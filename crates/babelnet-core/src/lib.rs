//! # BabelNet Core
//!
//! Typed client and query layer for the BabelNet HTTP API: multilingual
//! synset, sense, and definition lookups against a metered remote service.
//!
//! The crate splits into:
//!
//! - [`lang`]: user-facing code → API tag normalization
//! - [`types`]: typed records with defined-default field extraction
//! - [`backend`]: the [`LookupBackend`] trait, errors, and a scripted mock
//! - [`http`]: the reqwest implementation against `babelnet.io`
//! - [`query`]: request/response envelopes and the per-tool orchestration,
//!   including the fan-out definitions aggregator
//!
//! ## Usage
//!
//! ```rust,ignore
//! use babelnet_core::{HttpBackend, query, query::DefinitionsRequest};
//!
//! let backend = HttpBackend::new("your-api-key");
//! let resp = query::get_definitions(&backend, &DefinitionsRequest {
//!     word: "bank".into(),
//!     from_langs: vec!["en".into()],
//!     pos: None,
//!     max_definitions: 5,
//! }).await?;
//! ```

pub mod backend;
pub mod http;
pub mod lang;
pub mod query;
pub mod types;

pub use backend::{LookupBackend, LookupError, LookupResult, MockBackend};
pub use http::HttpBackend;
pub use types::{Edge, Gloss, Sense, Synset, SynsetRef};

/// Prelude for convenient imports.
pub mod prelude {
    pub use crate::backend::{LookupBackend, LookupError, LookupResult};
    pub use crate::http::HttpBackend;
    pub use crate::types::{Edge, Gloss, Sense, Synset, SynsetRef};
}
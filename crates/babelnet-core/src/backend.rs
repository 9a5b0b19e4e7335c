//! Lookup backend trait and error types.
//!
//! Every backend call except [`LookupBackend::version`] bills one unit of
//! the key's daily request quota ("Babelcoin"), so callers must issue
//! exactly the calls a query needs and nothing more. The trait performs no
//! retries and no interpretation of failures; deciding whether to abort or
//! continue is the caller's job.

use crate::types::{Edge, Sense, Synset, SynsetRef};
use async_trait::async_trait;
use serde_json::Value;
use std::collections::{HashMap, HashSet};
use std::sync::Mutex;
use thiserror::Error;

/// Errors raised by lookup backends.
#[derive(Debug, Error)]
pub enum LookupError {
    #[error("API error: {0}")]
    Api(String),

    #[error("connection failed: {0}")]
    Connection(String),

    #[error("request timed out after {0} seconds")]
    Timeout(u64),

    #[error("invalid response: {0}")]
    InvalidResponse(String),

    #[error("authentication failed")]
    AuthenticationFailed,

    #[error("daily request quota exhausted")]
    QuotaExhausted,
}

/// Result type for lookup operations.
pub type LookupResult<T> = Result<T, LookupError>;

/// A connection to the BabelNet lookup service.
///
/// Language and POS arguments are already-normalized uppercase tags (see
/// [`crate::lang`]); an empty slice means "no filter".
#[async_trait]
pub trait LookupBackend: Send + Sync {
    /// Service version. Doubles as a credential liveness check and is the
    /// one call that does not bill against the quota.
    async fn version(&self) -> LookupResult<Value>;

    /// Enumerate the synsets a lemma participates in.
    async fn search_synsets(
        &self,
        lemma: &str,
        search_langs: &[String],
        target_langs: &[String],
        poses: &[String],
    ) -> LookupResult<Vec<SynsetRef>>;

    /// Enumerate the individual senses of a lemma.
    async fn search_senses(
        &self,
        lemma: &str,
        search_langs: &[String],
        target_langs: &[String],
        poses: &[String],
    ) -> LookupResult<Vec<Sense>>;

    /// Fetch the full record of a single synset.
    async fn fetch_synset(&self, id: &str) -> LookupResult<Synset>;

    /// Enumerate outgoing relation edges from a synset, optionally
    /// restricted server-side to one pointer name.
    async fn outgoing_edges(&self, id: &str, pointer: Option<&str>) -> LookupResult<Vec<Edge>>;
}

/// Number of calls a [`MockBackend`] has served, by operation.
#[derive(Debug, Clone, Copy, Default)]
pub struct CallCounts {
    pub version: usize,
    pub synset_searches: usize,
    pub sense_searches: usize,
    pub synset_fetches: usize,
    pub edge_fetches: usize,
}

/// Parameters of one recorded search call.
#[derive(Debug, Clone)]
pub struct RecordedSearch {
    pub lemma: String,
    pub search_langs: Vec<String>,
    pub target_langs: Vec<String>,
    pub poses: Vec<String>,
}

/// A scripted backend for tests.
///
/// Returns canned payloads, can be told to fail specific operations, and
/// counts every call so tests can assert exactly how much quota a query
/// would spend.
#[derive(Default)]
pub struct MockBackend {
    synset_refs: Vec<SynsetRef>,
    synsets: HashMap<String, Synset>,
    senses: Vec<Sense>,
    edges: Vec<Edge>,
    failing_synsets: HashSet<String>,
    fail_search: bool,
    counts: Mutex<CallCounts>,
    searches: Mutex<Vec<RecordedSearch>>,
}

impl MockBackend {
    /// Create an empty mock: every search returns nothing.
    pub fn new() -> Self {
        Self::default()
    }

    /// Set the references returned by synset searches.
    pub fn with_synset_refs(mut self, refs: Vec<SynsetRef>) -> Self {
        self.synset_refs = refs;
        self
    }

    /// Set the record returned when fetching `id`.
    pub fn with_synset(mut self, id: &str, synset: Synset) -> Self {
        self.synsets.insert(id.to_string(), synset);
        self
    }

    /// Set the senses returned by sense searches.
    pub fn with_senses(mut self, senses: Vec<Sense>) -> Self {
        self.senses = senses;
        self
    }

    /// Set the edges returned by edge enumeration.
    pub fn with_edges(mut self, edges: Vec<Edge>) -> Self {
        self.edges = edges;
        self
    }

    /// Make fetches of `id` fail with a transport error.
    pub fn with_failing_synset(mut self, id: &str) -> Self {
        self.failing_synsets.insert(id.to_string());
        self
    }

    /// Make every search call fail with a transport error.
    pub fn with_failing_search(mut self) -> Self {
        self.fail_search = true;
        self
    }

    /// Calls served so far.
    pub fn counts(&self) -> CallCounts {
        *self.counts.lock().unwrap()
    }

    /// Parameters of every search call served so far.
    pub fn recorded_searches(&self) -> Vec<RecordedSearch> {
        self.searches.lock().unwrap().clone()
    }

    fn record_search(
        &self,
        lemma: &str,
        search_langs: &[String],
        target_langs: &[String],
        poses: &[String],
    ) {
        self.searches.lock().unwrap().push(RecordedSearch {
            lemma: lemma.to_string(),
            search_langs: search_langs.to_vec(),
            target_langs: target_langs.to_vec(),
            poses: poses.to_vec(),
        });
    }
}

#[async_trait]
impl LookupBackend for MockBackend {
    async fn version(&self) -> LookupResult<Value> {
        self.counts.lock().unwrap().version += 1;
        Ok(serde_json::json!({"version": "V5_3"}))
    }

    async fn search_synsets(
        &self,
        lemma: &str,
        search_langs: &[String],
        target_langs: &[String],
        poses: &[String],
    ) -> LookupResult<Vec<SynsetRef>> {
        self.counts.lock().unwrap().synset_searches += 1;
        self.record_search(lemma, search_langs, target_langs, poses);
        if self.fail_search {
            return Err(LookupError::Connection("mock search failure".to_string()));
        }
        Ok(self.synset_refs.clone())
    }

    async fn search_senses(
        &self,
        lemma: &str,
        search_langs: &[String],
        target_langs: &[String],
        poses: &[String],
    ) -> LookupResult<Vec<Sense>> {
        self.counts.lock().unwrap().sense_searches += 1;
        self.record_search(lemma, search_langs, target_langs, poses);
        if self.fail_search {
            return Err(LookupError::Connection("mock search failure".to_string()));
        }
        Ok(self.senses.clone())
    }

    async fn fetch_synset(&self, id: &str) -> LookupResult<Synset> {
        self.counts.lock().unwrap().synset_fetches += 1;
        if self.failing_synsets.contains(id) {
            return Err(LookupError::Api(format!("mock fetch failure for {id}")));
        }
        self.synsets
            .get(id)
            .cloned()
            .ok_or_else(|| LookupError::Api(format!("unknown synset {id}")))
    }

    async fn outgoing_edges(&self, _id: &str, _pointer: Option<&str>) -> LookupResult<Vec<Edge>> {
        self.counts.lock().unwrap().edge_fetches += 1;
        Ok(self.edges.clone())
    }
}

+ + + +

WORK ITEM -> Review the preceding data and report every line that includes the string "struct".

EXPECTED ANSWER ->
pub struct CallCounts {
pub struct RecordedSearch {
pub struct MockBackend {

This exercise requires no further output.